Joseph F. was a little distance from the camp gathering wood for the fire, but he saw that the few members of his own party had cautiously gone in the brush down the creek, out of sight. When he saw that, . . . the thought came into his mind, “Shall I run from these fellows? Why should I fear them?” With that he marched up with his arm full of wood, to the campfire where one of the ruffians, still with his pistol in his hand, shouting and cursing about the Mormons, in a low voice said to Joseph F.,

“Are you a Mormon?” And the answer came straight,

“yes, siree; dyed in the wool; true blue, through and through.”

At that the ruffian grasped him by the hand and said: “Well, you are the [blankety-blank] pleasantest man I ever met!
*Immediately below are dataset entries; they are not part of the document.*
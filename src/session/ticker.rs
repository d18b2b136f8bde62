//! Periodic tokio task with an explicit cancellation token.
//!
//! A [`Ticker`] calls its closure once per period until either the closure
//! returns `false` or the ticker is cancelled.  The cancellation token is a
//! `oneshot` channel: [`Ticker::cancel`] fires it and waits for the task to
//! finish, and simply dropping the ticker also closes the channel, so a
//! forgotten ticker never outlives its owner.

use std::time::Duration;

use tokio::sync::oneshot;
use tokio::task::JoinHandle;
use tokio::time::{self, Instant, MissedTickBehavior};

pub struct Ticker {
    cancel_tx: Option<oneshot::Sender<()>>,
    task: JoinHandle<()>,
}

impl Ticker {
    /// Spawn a ticker whose first tick fires one `period` from now.
    ///
    /// Must be called from within a tokio runtime.
    pub fn spawn<F>(period: Duration, mut on_tick: F) -> Self
    where
        F: FnMut() -> bool + Send + 'static,
    {
        let (cancel_tx, mut cancel_rx) = oneshot::channel::<()>();

        let task = tokio::spawn(async move {
            let mut interval = time::interval_at(Instant::now() + period, period);
            interval.set_missed_tick_behavior(MissedTickBehavior::Delay);

            loop {
                tokio::select! {
                    biased;
                    _ = &mut cancel_rx => break,
                    _ = interval.tick() => {
                        if !on_tick() {
                            break;
                        }
                    }
                }
            }
        });

        Self {
            cancel_tx: Some(cancel_tx),
            task,
        }
    }

    /// Stop the ticker and wait until its task has exited.  After this
    /// returns the closure will never run again.
    pub async fn cancel(mut self) {
        if let Some(tx) = self.cancel_tx.take() {
            let _ = tx.send(());
        }
        if let Err(e) = (&mut self.task).await {
            if e.is_panic() {
                log::warn!("ticker task panicked: {e}");
            }
        }
    }
}

// ---------------------------------------------------------------------------
// Tests
// ---------------------------------------------------------------------------

#[cfg(test)]
mod tests {
    use super::*;
    use std::sync::atomic::{AtomicUsize, Ordering};
    use std::sync::Arc;

    #[tokio::test(start_paused = true)]
    async fn ticks_once_per_period() {
        let count = Arc::new(AtomicUsize::new(0));
        let c = Arc::clone(&count);
        let ticker = Ticker::spawn(Duration::from_millis(100), move || {
            c.fetch_add(1, Ordering::SeqCst);
            true
        });

        // First tick is one period out, not immediate.
        time::sleep(Duration::from_millis(50)).await;
        assert_eq!(count.load(Ordering::SeqCst), 0);

        time::sleep(Duration::from_millis(1_000)).await;
        assert_eq!(count.load(Ordering::SeqCst), 10);

        ticker.cancel().await;
    }

    #[tokio::test(start_paused = true)]
    async fn cancel_stops_further_ticks() {
        let count = Arc::new(AtomicUsize::new(0));
        let c = Arc::clone(&count);
        let ticker = Ticker::spawn(Duration::from_millis(100), move || {
            c.fetch_add(1, Ordering::SeqCst);
            true
        });

        time::sleep(Duration::from_millis(350)).await;
        ticker.cancel().await;
        let at_cancel = count.load(Ordering::SeqCst);
        assert_eq!(at_cancel, 3);

        time::sleep(Duration::from_secs(5)).await;
        assert_eq!(count.load(Ordering::SeqCst), at_cancel);
    }

    #[tokio::test(start_paused = true)]
    async fn returning_false_ends_the_task() {
        let count = Arc::new(AtomicUsize::new(0));
        let c = Arc::clone(&count);
        let ticker = Ticker::spawn(Duration::from_millis(100), move || {
            c.fetch_add(1, Ordering::SeqCst) < 1
        });

        time::sleep(Duration::from_secs(1)).await;
        assert_eq!(count.load(Ordering::SeqCst), 2);
        assert!(ticker.task.is_finished());
        ticker.cancel().await;
    }

    #[tokio::test(start_paused = true)]
    async fn dropping_the_ticker_cancels_it() {
        let count = Arc::new(AtomicUsize::new(0));
        let c = Arc::clone(&count);
        let ticker = Ticker::spawn(Duration::from_millis(100), move || {
            c.fetch_add(1, Ordering::SeqCst);
            true
        });
        drop(ticker);

        time::sleep(Duration::from_secs(1)).await;
        assert_eq!(count.load(Ordering::SeqCst), 0);
    }
}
Shake young fellow, I am glad to see a man that stands up for his convictions” (Teachings of the Presidents of the Church, Joseph F. Smith; p. 104).

Knowing that his father died at the end of a pointed pistol could have caused overwhelming fear to come over young Joseph F., but the promises of God are greater than any fear generated by malicious men; Christ’s redeeming miracle is greater than all fear born of psychological associations to childhood trauma.

Indeed, Joseph F. was a “pleasant fellow.” He was a young man filled with the love of God and filled with faith to honor his holy calling–this was the primal Source that pushed aside all his fears!

“For God hath not given us the spirit of fear; but of power, and of love, and of a sound mind. Be not thou therefore ashamed of the testimony of our Lord, . . . but be thou partaker of the afflictions of the gospel according to the power of God; Who hath saved us, and called us with an holy calling” (2 Tim. 1: 7-9); “he that dwelleth in love dwelleth in God, and God in him. Herein is our love made perfect, that we may have boldness in the day of judgment: . . . There is no fear in love; but perfect love casteth out fear: because fear hath torment. He that feareth is not made perfect in love” (1 John 4: 16-18).

“In this life, it is not what happens to you that matters most, but how you respond to what happens that determines the difference between a bitter life . . . or a better life. Depth of character is tested at the edge of adversity; the way you respond to trials and troubles reveals the core of your character; and in every adversity, there is opportunity.”

In the afflictions through which the Lord “calls” us to pass, there is a possibility of divine redemption and renewal–turning every adversity into “good” (Gen. 50: 20) and “gain.”

“And behold, in thy childhood thou hast suffered afflictions and much sorrow, because of the rudeness of thy brethren. Nevertheless, . . . thou knowest the greatness of God; and he shall consecrate thine afflictions for thy gain” (2 Nephi 2: 1-2).